Work task ->
Print nothing but the lines below starting at the line that holds "generated = Some(tree);" and ending at the line that holds "index, config.attempts", including both, each exactly as written.

Dataset entries ->
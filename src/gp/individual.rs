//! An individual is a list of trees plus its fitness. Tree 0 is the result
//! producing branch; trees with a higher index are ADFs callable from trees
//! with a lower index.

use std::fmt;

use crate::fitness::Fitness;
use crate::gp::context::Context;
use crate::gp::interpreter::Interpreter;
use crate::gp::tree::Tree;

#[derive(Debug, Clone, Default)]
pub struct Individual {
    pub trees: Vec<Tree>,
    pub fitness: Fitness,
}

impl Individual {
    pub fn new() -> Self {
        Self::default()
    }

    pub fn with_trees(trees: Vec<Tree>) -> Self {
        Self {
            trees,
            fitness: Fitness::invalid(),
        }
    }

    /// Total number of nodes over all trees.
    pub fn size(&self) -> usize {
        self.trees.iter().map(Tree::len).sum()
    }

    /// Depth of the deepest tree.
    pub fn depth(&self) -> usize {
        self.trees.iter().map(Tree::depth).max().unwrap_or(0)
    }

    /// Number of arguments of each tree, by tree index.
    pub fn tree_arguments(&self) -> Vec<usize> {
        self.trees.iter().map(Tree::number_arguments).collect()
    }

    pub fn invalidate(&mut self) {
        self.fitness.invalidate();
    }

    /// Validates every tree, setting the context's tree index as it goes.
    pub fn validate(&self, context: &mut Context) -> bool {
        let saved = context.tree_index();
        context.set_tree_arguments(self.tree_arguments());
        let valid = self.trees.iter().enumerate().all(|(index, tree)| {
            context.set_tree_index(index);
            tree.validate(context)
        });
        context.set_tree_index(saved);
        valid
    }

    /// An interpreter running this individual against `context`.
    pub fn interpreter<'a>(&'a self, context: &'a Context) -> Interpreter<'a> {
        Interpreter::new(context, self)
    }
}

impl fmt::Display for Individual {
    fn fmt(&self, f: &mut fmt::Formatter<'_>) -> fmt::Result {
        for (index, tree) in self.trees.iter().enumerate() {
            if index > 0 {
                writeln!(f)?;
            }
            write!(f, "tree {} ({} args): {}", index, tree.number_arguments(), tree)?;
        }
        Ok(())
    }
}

---

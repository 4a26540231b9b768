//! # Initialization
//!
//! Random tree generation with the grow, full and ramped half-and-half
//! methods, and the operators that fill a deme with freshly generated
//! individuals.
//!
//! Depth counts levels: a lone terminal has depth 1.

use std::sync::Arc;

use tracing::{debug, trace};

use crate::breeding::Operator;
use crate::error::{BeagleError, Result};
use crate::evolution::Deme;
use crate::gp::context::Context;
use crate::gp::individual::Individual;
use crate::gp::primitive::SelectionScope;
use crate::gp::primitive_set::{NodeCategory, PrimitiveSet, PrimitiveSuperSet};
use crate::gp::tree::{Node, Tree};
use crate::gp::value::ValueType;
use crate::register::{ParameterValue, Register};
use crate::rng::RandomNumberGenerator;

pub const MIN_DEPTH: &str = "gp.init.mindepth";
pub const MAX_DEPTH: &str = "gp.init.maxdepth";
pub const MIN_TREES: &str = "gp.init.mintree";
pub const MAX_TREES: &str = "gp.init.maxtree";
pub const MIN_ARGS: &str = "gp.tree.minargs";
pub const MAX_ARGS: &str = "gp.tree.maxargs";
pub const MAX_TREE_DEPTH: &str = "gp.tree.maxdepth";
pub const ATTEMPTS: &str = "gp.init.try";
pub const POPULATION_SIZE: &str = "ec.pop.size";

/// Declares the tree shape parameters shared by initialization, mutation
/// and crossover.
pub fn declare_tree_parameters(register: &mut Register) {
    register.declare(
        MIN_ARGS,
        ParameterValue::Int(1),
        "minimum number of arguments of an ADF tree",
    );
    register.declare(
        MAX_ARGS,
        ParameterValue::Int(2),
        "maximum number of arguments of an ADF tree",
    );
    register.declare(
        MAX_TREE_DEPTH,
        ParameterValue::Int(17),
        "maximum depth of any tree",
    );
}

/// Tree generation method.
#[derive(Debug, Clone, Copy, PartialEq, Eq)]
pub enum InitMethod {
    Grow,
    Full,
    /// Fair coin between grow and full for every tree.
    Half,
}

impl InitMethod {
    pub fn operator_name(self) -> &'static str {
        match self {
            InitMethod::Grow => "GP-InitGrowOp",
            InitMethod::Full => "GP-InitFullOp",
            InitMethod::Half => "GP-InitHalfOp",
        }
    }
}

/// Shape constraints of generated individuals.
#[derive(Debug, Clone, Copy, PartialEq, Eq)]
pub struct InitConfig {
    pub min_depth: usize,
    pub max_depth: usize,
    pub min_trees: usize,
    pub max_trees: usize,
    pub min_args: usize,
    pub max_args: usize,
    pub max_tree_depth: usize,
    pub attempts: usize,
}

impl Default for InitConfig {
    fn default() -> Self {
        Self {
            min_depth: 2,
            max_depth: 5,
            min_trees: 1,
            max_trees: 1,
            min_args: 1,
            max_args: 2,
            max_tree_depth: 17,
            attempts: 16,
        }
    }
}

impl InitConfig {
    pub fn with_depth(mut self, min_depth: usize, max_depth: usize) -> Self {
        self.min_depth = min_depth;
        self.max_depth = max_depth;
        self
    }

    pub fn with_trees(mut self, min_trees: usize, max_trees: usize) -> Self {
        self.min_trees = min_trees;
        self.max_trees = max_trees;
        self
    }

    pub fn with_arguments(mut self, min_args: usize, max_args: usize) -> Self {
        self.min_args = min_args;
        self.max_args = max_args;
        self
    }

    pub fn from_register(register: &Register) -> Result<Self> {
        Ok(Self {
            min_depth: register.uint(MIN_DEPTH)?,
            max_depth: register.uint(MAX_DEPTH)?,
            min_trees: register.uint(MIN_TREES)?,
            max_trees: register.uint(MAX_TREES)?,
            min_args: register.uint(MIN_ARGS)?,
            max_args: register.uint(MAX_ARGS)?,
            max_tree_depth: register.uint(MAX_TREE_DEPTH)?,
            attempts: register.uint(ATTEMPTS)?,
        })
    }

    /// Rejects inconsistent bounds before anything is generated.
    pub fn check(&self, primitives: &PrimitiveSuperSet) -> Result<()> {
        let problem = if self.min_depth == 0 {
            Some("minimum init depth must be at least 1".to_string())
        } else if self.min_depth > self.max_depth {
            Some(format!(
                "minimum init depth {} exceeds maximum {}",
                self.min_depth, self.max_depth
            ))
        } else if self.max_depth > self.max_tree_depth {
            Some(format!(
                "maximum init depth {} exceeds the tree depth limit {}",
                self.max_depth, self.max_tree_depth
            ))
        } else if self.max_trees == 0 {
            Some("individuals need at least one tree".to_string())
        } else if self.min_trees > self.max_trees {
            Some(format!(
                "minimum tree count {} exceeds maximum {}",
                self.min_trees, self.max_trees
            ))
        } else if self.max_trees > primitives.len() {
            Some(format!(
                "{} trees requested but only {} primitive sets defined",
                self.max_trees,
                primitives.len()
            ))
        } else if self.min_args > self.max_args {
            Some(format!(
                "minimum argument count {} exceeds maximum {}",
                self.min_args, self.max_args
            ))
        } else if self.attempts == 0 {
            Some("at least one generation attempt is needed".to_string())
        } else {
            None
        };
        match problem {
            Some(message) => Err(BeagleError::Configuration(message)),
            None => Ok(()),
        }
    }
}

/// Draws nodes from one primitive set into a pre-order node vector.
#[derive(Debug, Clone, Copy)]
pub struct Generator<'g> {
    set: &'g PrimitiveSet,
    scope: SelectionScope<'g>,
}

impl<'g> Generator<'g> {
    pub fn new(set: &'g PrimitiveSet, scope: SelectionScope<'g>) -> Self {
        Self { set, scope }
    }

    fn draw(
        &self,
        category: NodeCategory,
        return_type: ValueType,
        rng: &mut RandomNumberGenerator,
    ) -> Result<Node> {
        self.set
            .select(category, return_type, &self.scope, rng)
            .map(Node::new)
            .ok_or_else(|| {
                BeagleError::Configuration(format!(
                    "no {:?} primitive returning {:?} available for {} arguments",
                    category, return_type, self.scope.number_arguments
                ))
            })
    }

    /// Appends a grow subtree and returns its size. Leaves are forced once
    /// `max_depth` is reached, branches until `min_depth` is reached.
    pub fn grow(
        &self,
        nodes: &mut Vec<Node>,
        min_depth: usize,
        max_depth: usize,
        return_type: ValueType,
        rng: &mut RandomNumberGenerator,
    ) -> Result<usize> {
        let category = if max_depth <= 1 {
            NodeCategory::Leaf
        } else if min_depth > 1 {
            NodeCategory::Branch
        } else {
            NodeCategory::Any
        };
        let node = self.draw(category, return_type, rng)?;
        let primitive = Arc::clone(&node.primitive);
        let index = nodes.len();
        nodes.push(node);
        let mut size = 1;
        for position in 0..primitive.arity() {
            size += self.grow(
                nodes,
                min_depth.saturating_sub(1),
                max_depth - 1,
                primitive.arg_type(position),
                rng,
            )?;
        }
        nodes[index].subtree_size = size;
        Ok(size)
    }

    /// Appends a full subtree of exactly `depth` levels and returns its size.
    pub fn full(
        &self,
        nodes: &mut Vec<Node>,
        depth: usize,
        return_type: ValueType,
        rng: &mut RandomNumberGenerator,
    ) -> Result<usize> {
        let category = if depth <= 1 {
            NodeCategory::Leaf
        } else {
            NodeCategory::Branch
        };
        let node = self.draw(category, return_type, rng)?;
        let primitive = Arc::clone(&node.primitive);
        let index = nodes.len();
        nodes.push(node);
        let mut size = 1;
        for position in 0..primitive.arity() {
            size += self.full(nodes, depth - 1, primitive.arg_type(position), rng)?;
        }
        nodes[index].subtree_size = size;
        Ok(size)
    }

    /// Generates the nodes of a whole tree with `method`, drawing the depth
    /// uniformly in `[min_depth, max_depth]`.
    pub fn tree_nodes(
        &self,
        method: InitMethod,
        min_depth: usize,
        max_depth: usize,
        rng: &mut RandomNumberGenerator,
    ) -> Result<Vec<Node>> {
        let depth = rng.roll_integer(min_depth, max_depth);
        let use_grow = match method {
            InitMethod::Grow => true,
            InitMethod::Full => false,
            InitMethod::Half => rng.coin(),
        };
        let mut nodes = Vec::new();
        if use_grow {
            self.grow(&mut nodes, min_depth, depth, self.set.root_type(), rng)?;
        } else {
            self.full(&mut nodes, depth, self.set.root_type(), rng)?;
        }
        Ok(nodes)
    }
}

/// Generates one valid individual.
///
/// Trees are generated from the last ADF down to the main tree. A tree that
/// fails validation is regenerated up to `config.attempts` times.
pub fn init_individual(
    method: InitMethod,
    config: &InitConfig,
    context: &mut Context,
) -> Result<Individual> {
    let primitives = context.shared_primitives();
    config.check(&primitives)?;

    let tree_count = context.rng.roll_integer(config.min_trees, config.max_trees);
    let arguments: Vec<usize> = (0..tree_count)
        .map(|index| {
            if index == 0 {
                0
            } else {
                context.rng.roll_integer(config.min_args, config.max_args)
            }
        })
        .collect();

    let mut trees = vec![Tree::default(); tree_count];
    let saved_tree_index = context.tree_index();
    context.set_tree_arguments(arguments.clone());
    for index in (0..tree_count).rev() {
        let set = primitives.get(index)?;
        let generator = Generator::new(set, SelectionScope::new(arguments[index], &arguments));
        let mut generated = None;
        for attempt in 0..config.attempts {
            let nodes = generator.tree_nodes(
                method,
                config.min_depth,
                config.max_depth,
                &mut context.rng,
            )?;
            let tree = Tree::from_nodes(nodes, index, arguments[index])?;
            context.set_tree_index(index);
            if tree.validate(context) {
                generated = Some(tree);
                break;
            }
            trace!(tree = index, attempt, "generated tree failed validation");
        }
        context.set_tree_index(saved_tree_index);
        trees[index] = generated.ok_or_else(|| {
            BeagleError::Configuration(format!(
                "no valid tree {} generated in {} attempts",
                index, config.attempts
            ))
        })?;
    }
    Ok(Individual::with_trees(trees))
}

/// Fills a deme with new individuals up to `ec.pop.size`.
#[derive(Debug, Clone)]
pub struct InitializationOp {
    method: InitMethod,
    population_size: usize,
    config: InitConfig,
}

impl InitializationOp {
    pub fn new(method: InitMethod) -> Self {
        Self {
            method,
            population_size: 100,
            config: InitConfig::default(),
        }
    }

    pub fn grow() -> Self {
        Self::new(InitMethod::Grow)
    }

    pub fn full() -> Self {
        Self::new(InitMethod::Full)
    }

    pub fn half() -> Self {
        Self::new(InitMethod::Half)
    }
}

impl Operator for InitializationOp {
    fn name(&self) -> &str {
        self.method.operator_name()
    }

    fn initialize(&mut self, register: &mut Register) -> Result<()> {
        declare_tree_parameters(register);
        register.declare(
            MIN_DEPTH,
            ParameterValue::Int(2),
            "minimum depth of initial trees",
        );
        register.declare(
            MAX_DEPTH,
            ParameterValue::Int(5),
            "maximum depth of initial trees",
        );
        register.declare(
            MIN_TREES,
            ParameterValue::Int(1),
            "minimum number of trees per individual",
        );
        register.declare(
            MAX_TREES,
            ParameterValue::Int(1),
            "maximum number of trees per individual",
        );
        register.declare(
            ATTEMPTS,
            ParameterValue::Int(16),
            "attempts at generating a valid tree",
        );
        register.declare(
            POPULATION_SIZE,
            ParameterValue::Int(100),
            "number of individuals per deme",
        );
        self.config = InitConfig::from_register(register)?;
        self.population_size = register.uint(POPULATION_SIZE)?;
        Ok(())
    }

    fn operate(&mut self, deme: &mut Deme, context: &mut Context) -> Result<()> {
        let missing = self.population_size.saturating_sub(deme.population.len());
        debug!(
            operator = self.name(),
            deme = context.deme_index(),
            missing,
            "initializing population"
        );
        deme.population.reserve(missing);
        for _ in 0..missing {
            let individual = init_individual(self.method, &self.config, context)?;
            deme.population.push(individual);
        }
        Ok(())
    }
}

Task output ->
                generated = Some(tree);
                break;
            }
            trace!(tree = index, attempt, "generated tree failed validation");
        }
        context.set_tree_index(saved_tree_index);
        trees[index] = generated.ok_or_else(|| {
            BeagleError::Configuration(format!(
                "no valid tree {} generated in {} attempts",
                index, config.attempts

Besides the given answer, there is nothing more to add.